Short of any huge calamities or native animal uprisings, I think we’ve found “the place”. Which is pretty awesome because I considered a lot of venues but this is the only one we went to see. Thank god for that, I couldn’t handle having to mission it out to ten or twenty different places, only to walk away feeling dejected, frustrated and increasingly panicked.
This place is spectacular, even though it was the wet season and the air clung about you like a living thing, kind of like a hot, slightly damp invisible blanket. It shouldn’t be as humid when we get married (in October) and it will cool down a little at night. Although, to be honest, I found the weather perfect as it was although you wouldn’t want to wear anything too heavy or you’d melt.
The main attraction is that it reminds us both of the Caribbean. If we could plan our perfect wedding, it would be on one of those islands; Jamaica probably or maybe St Lucia. Problem is, no one would come as it’s such a long way away and very expensive to get to from Australia. So The Elandra is a happy compromise.
The two hour drive from the airport to the resort was filled with the rolls and spikes of lush green mountains and long stretches of sugar cane and bananas. The only thing that broke the fantasy of being on a Caribbean road trip were the occasional wallaby or kangaroo – lazing under a tree or dead on the side of the road – and the alarmingly frequent cassowary crossings signs. It seems these strange birds have made this tropical paradise their own personal fiefdom and bamboozled the humans into handing over the roads.
The resort itself has the most spectacular view of the neighbouring islands.
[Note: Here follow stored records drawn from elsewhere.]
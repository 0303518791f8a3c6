use std::ops::Range;

use crate::model::{QueryJudgments, RankedResults};

use super::error::EvalError;

#[derive(Copy, Clone, Debug, Default, Eq, PartialEq)]
pub enum UnjudgedPolicy {
    /// Unjudged retrieved documents count as relevance level 0.
    #[default]
    NonRelevant,
    /// Unjudged retrieved documents are dropped from the ranking.
    JudgedOnly,
}

impl UnjudgedPolicy {
    pub fn as_str(self) -> &'static str {
        match self {
            Self::NonRelevant => "non_relevant",
            Self::JudgedOnly => "judged_only",
        }
    }
}

/// Evaluation-wide settings shared by every measure.
#[derive(Debug, Clone, PartialEq, Eq)]
pub struct EvalParams {
    /// Minimum level that counts as relevant; gains are shifted by it.
    pub relevance_level: u32,
    pub unjudged: UnjudgedPolicy,
    pub max_docs_per_query: Option<usize>,
}

impl Default for EvalParams {
    fn default() -> Self {
        Self {
            relevance_level: 1,
            unjudged: UnjudgedPolicy::NonRelevant,
            max_docs_per_query: None,
        }
    }
}

impl EvalParams {
    pub fn validate(&self) -> Result<(), EvalError> {
        if self.relevance_level < 1 {
            return Err(EvalError::parameter(
                "relevance_level",
                "minimum relevance level must be at least 1",
            ));
        }
        if self.max_docs_per_query == Some(0) {
            return Err(EvalError::parameter(
                "max_docs_per_query",
                "maximum documents per query must be positive",
            ));
        }
        Ok(())
    }
}

/// Raw scalar parameters attached to one measure, e.g. cutoff ranks.
#[derive(Debug, Clone, Default, PartialEq, Eq)]
pub struct MeasureParams(Vec<i64>);

impl MeasureParams {
    pub fn new(values: Vec<i64>) -> Self {
        Self(values)
    }

    pub fn values(&self) -> &[i64] {
        &self.0
    }

    pub fn is_empty(&self) -> bool {
        self.0.is_empty()
    }
}

/// Where a measure writes its outputs inside a [`QueryEval`].
#[derive(Debug, Clone, PartialEq, Eq)]
pub struct MeasureSlots {
    pub measure: &'static str,
    pub params: MeasureParams,
    pub eval_index: usize,
    pub names: Vec<String>,
    cutoffs: Vec<usize>,
}

impl MeasureSlots {
    pub fn single(
        measure: &'static str,
        params: MeasureParams,
        eval_index: usize,
    ) -> Result<Self, EvalError> {
        if !params.is_empty() {
            return Err(EvalError::parameter(measure, "measure takes no parameters"));
        }
        Ok(Self {
            measure,
            params,
            eval_index,
            names: vec![measure.to_string()],
            cutoffs: Vec::new(),
        })
    }

    /// One slot per cutoff followed by a final uncut slot. Cutoffs must be
    /// positive and strictly ascending.
    pub fn with_cutoffs(
        measure: &'static str,
        params: MeasureParams,
        eval_index: usize,
    ) -> Result<Self, EvalError> {
        if params.is_empty() {
            return Err(EvalError::parameter(measure, "at least one cutoff is required"));
        }

        let mut cutoffs = Vec::with_capacity(params.values().len());
        for value in params.values() {
            let cutoff = usize::try_from(*value)
                .ok()
                .filter(|cutoff| *cutoff > 0)
                .ok_or_else(|| {
                    EvalError::parameter(measure, format!("cutoff {value} must be positive"))
                })?;
            if let Some(previous) = cutoffs.last() {
                if *previous == cutoff {
                    return Err(EvalError::parameter(
                        measure,
                        format!("duplicate cutoff {cutoff}"),
                    ));
                }
                if *previous > cutoff {
                    return Err(EvalError::parameter(
                        measure,
                        format!("cutoff {cutoff} follows larger cutoff {previous}"),
                    ));
                }
            }
            cutoffs.push(cutoff);
        }

        let mut names = cutoffs
            .iter()
            .map(|cutoff| format!("{measure}_{cutoff}"))
            .collect::<Vec<String>>();
        names.push(format!("{measure}_all"));

        Ok(Self {
            measure,
            params,
            eval_index,
            names,
            cutoffs,
        })
    }

    pub fn width(&self) -> usize {
        self.names.len()
    }

    pub fn range(&self) -> Range<usize> {
        self.eval_index..self.eval_index + self.width()
    }

    pub fn cutoffs(&self) -> &[usize] {
        &self.cutoffs
    }

    /// Index of the uncut slot for cutoff-indexed measures.
    pub fn final_index(&self) -> usize {
        self.eval_index + self.width() - 1
    }
}

/// Per-query result record. `None` marks a slot that could not be
/// evaluated, which is distinct from a computed zero.
#[derive(Debug, Clone, PartialEq)]
pub struct QueryEval {
    pub query_id: String,
    pub values: Vec<Option<f64>>,
}

impl QueryEval {
    pub fn new(query_id: impl Into<String>, width: usize) -> Self {
        Self {
            query_id: query_id.into(),
            values: vec![None; width],
        }
    }

    pub fn set(&mut self, index: usize, value: f64) {
        self.values[index] = Some(value);
    }

    pub fn slot_values(&self, slots: &MeasureSlots) -> &[Option<f64>] {
        &self.values[slots.range()]
    }
}

#[derive(Debug, Clone, Default, PartialEq)]
pub struct Accumulator {
    pub sums: Vec<f64>,
    pub num_queries: usize,
}

impl Accumulator {
    pub fn new(width: usize) -> Self {
        Self {
            sums: vec![0.0; width],
            num_queries: 0,
        }
    }
}

/// The contract every scoring formula implements. The evaluator calls
/// `init` once, then `calc`/`accumulate` per query, then `average`.
pub trait Measure {
    fn name(&self) -> &'static str;

    fn explanation(&self) -> &'static str;

    fn default_params(&self) -> MeasureParams {
        MeasureParams::default()
    }

    fn init(&self, params: MeasureParams, eval_index: usize) -> Result<MeasureSlots, EvalError>;

    fn calc(
        &self,
        epi: &EvalParams,
        judgments: &QueryJudgments,
        results: &RankedResults,
        slots: &MeasureSlots,
        eval: &mut QueryEval,
    ) -> Result<(), EvalError>;

    fn accumulate(&self, slots: &MeasureSlots, eval: &QueryEval, acc: &mut Accumulator) {
        let values = eval.slot_values(slots);
        if values.iter().any(Option::is_none) {
            return;
        }
        for (sum, value) in acc.sums.iter_mut().zip(values) {
            *sum += value.unwrap_or_default();
        }
        acc.num_queries += 1;
    }

    fn average(&self, _slots: &MeasureSlots, acc: &Accumulator) -> Vec<f64> {
        if acc.num_queries == 0 {
            return vec![0.0; acc.sums.len()];
        }
        acc.sums
            .iter()
            .map(|sum| sum / acc.num_queries as f64)
            .collect()
    }

    fn print_single(&self, slots: &MeasureSlots, eval: &QueryEval) -> Vec<String> {
        slots
            .names
            .iter()
            .zip(eval.slot_values(slots))
            .map(|(name, value)| match value {
                Some(value) => format!("{name:<22}\t{}\t{value:.4}", eval.query_id),
                None => format!("{name:<22}\t{}\tundef", eval.query_id),
            })
            .collect()
    }

    fn print_final(&self, slots: &MeasureSlots, finals: &[f64]) -> Vec<String> {
        slots
            .names
            .iter()
            .zip(finals)
            .map(|(name, value)| format!("{name:<22}\tall\t{value:.4}"))
            .collect()
    }
}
The pool deck and all the rooms look out over the Coral Sea and the sunrise peeps in through your balcony windows, forcing you to get up and start the day by luxuriating in its colourful glow and the sunset turned the world pink and purple. It was also a full moon last night, which was AMAZING. The light shone off the ocean and the moon was so bright it was like a mini-sun with a beautiful, soft corona around it. Honestly, I can’t explain how beautiful this place is. We were blown away.
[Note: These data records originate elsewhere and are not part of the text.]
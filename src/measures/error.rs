/// Failures raised by the measure framework.
#[derive(Debug, Clone, PartialEq, Eq, thiserror::Error)]
pub enum EvalError {
    /// Judgment or result data for a query is missing or malformed.
    #[error("query {query_id}: {reason}")]
    InputStructure { query_id: String, reason: String },

    /// Measure or evaluation parameters are unusable; fatal for the run.
    #[error("measure {measure}: {reason}")]
    Parameter { measure: String, reason: String },

    /// Per-query working storage could not be reserved.
    #[error("query {query_id}: cannot reserve {requested} entries of working storage")]
    Allocation { query_id: String, requested: usize },
}

impl EvalError {
    pub fn input(query_id: &str, reason: impl Into<String>) -> Self {
        Self::InputStructure {
            query_id: query_id.to_string(),
            reason: reason.into(),
        }
    }

    pub fn parameter(measure: &str, reason: impl Into<String>) -> Self {
        Self::Parameter {
            measure: measure.to_string(),
            reason: reason.into(),
        }
    }

    /// Whether the failure only invalidates one query's result.
    pub fn is_query_local(&self) -> bool {
        matches!(self, Self::InputStructure { .. } | Self::Allocation { .. })
    }
}
use super::{build_report, evaluate_queries, resolve_selections};
use gradeval::measures::{EvalParams, Evaluator, MeasureSelection};
use gradeval::model::ReportInput;
use gradeval::trec_format::{parse_qrels, parse_run};

const QRELS: &[u8] = b"q1 0 d1 2\nq1 0 d2 1\nq1 0 d3 0\nq3 0 x 1\n";
const RUN: &[u8] = b"q1 Q0 d2 1 3.0 sys\nq1 Q0 d1 2 2.0 sys\nq1 Q0 d3 3 1.0 sys\nq2 Q0 d1 1 1.0 sys\n";

fn approx_eq(left: f64, right: f64) -> bool {
    (left - right).abs() < 1e-9
}

fn input(path: &str) -> ReportInput {
    ReportInput {
        path: path.to_string(),
        sha256: "0".repeat(64),
    }
}

#[test]
fn unjudged_run_query_is_undef_and_excluded_from_average() {
    let judgments = parse_qrels(QRELS, "qrels").expect("qrels should parse");
    let run = parse_run(RUN, "run").expect("run should parse");
    let selections = resolve_selections(&["err_rel_lvl".to_string()])
        .expect("selection should resolve");
    let mut evaluator =
        Evaluator::new(EvalParams::default(), selections).expect("evaluator should build");

    let outcomes = evaluate_queries(&mut evaluator, &judgments, &run, false);
    assert_eq!(outcomes.len(), 2);
    assert_eq!(outcomes[0].eval.query_id, "q1");
    assert!(approx_eq(outcomes[0].eval.values[0].expect("q1 scored"), 0.53125));
    assert_eq!(outcomes[1].eval.query_id, "q2");
    assert_eq!(outcomes[1].eval.values[0], None);
    assert_eq!(outcomes[1].failures.len(), 1);

    let finals = evaluator.finals();
    assert_eq!(finals.len(), 1);
    assert_eq!(finals[0].num_queries, 1);
    assert!(approx_eq(finals[0].value, 0.53125));

    let lines = evaluator.single_lines(&outcomes[1]);
    assert_eq!(lines.len(), 1);
    assert!(lines[0].ends_with("\tq2\tundef"), "unexpected line: {}", lines[0]);
}

#[test]
fn complete_mode_scores_judged_queries_missing_from_run() {
    let judgments = parse_qrels(QRELS, "qrels").expect("qrels should parse");
    let run = parse_run(RUN, "run").expect("run should parse");
    let mut evaluator = Evaluator::new(EvalParams::default(), MeasureSelection::all())
        .expect("evaluator should build");

    let outcomes = evaluate_queries(&mut evaluator, &judgments, &run, true);
    let ids = outcomes
        .iter()
        .map(|outcome| outcome.eval.query_id.as_str())
        .collect::<Vec<&str>>();
    assert_eq!(ids, vec!["q1", "q2", "q3"]);

    let q3 = &outcomes[2];
    assert!(q3.failures.is_empty());
    assert!(q3.eval.values.iter().all(|value| *value == Some(0.0)));

    let finals = evaluator.finals();
    assert!(finals.iter().all(|value| value.num_queries == 2));
    let err = finals
        .iter()
        .find(|value| value.name == "err_rel_lvl")
        .expect("err final present");
    assert!(approx_eq(err.value, 0.53125 / 2.0));
}

#[test]
fn report_carries_null_for_unevaluated_slots() {
    let judgments = parse_qrels(QRELS, "qrels").expect("qrels should parse");
    let run = parse_run(RUN, "run").expect("run should parse");
    let selections = resolve_selections(&["qm_rel_lvl_cut.1,2".to_string()])
        .expect("selection should resolve");
    let mut evaluator =
        Evaluator::new(EvalParams::default(), selections).expect("evaluator should build");
    let outcomes = evaluate_queries(&mut evaluator, &judgments, &run, false);

    let report = build_report(
        &evaluator,
        &outcomes,
        &run,
        input("qrels"),
        input("run"),
        false,
    );
    assert_eq!(report.run_id.as_deref(), Some("sys"));
    assert_eq!(report.measures.len(), 1);
    assert_eq!(
        report.measures[0].slots,
        vec!["qm_rel_lvl_cut_1", "qm_rel_lvl_cut_2", "qm_rel_lvl_cut_all"]
    );
    assert_eq!(report.measures[0].params, vec![1, 2]);

    let json = serde_json::to_value(&report).expect("report should serialize");
    assert!(json["per_query"][1]["values"]["qm_rel_lvl_cut_all"].is_null());
    assert_eq!(report.finals.len(), 3);
    assert_eq!(report.parameters.unjudged_policy, "non_relevant");
}

#[test]
fn resolve_selections_defaults_to_every_measure() {
    let selections = resolve_selections(&[]).expect("empty selection should resolve");
    let names = selections
        .iter()
        .map(|selection| selection.measure.name())
        .collect::<Vec<&str>>();
    assert_eq!(names, vec!["err_rel_lvl", "qm_rel_lvl_cut"]);

    let error = resolve_selections(&["ndcg".to_string()]).expect_err("unknown measure");
    assert!(error.to_string().contains("ndcg"), "unexpected error: {error}");
}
There are two almost-private beaches accessible via a bush track at the bottom of the resort. We scoped them out between 7am and 8am and saw five other people: an American couple, a young girl going for a run and a local fisherman with his two young children plus one little cassowary that scurried off into the bush as soon as it heard/saw us coming. We also saw stingrays floating serenely in the shallow water and big schools of tiny fish off the rocks. The ocean proved too glorious for Jared to ignore so he stripped down to his undies and jumped in. Never a fan of the open water (ever since Jaws), I dangled my feet off the rocks. Even the sea reminds me of the Caribbean – warm and bath-like – just how I like it.
During our stay, they fed us delicious canapés, dinner and breakfast. We got to talk to their recommended decorator, photographer, celebrant, cake maker and musician, all while meeting the staff and the owner and developing a more than slight attachment to the beautiful surroundings (the whole point of them inviting us up there, I suppose). The wedding seemed to come together before our eyes, even though we hadn’t really talked about the specifics that much before. The one thing we were pretty sure about was that, if we had a cake, it would be a croquembouche and the dessert lady didn’t bat and eyelid when we asked her about it so that’s seeming like a definite possibility!
When the time came to leave, we hugged everyone and took our little party of two up to some waterfalls that came highly recommended by the staff. They were a great way to end a wonderful weekend and we killed an hour or so swimming in the pools and lazing in the sun, even if I left my bikini top in the car and Jared forgot his swimmers altogether. Didn’t really think that one through but oh well, you can’t win them all.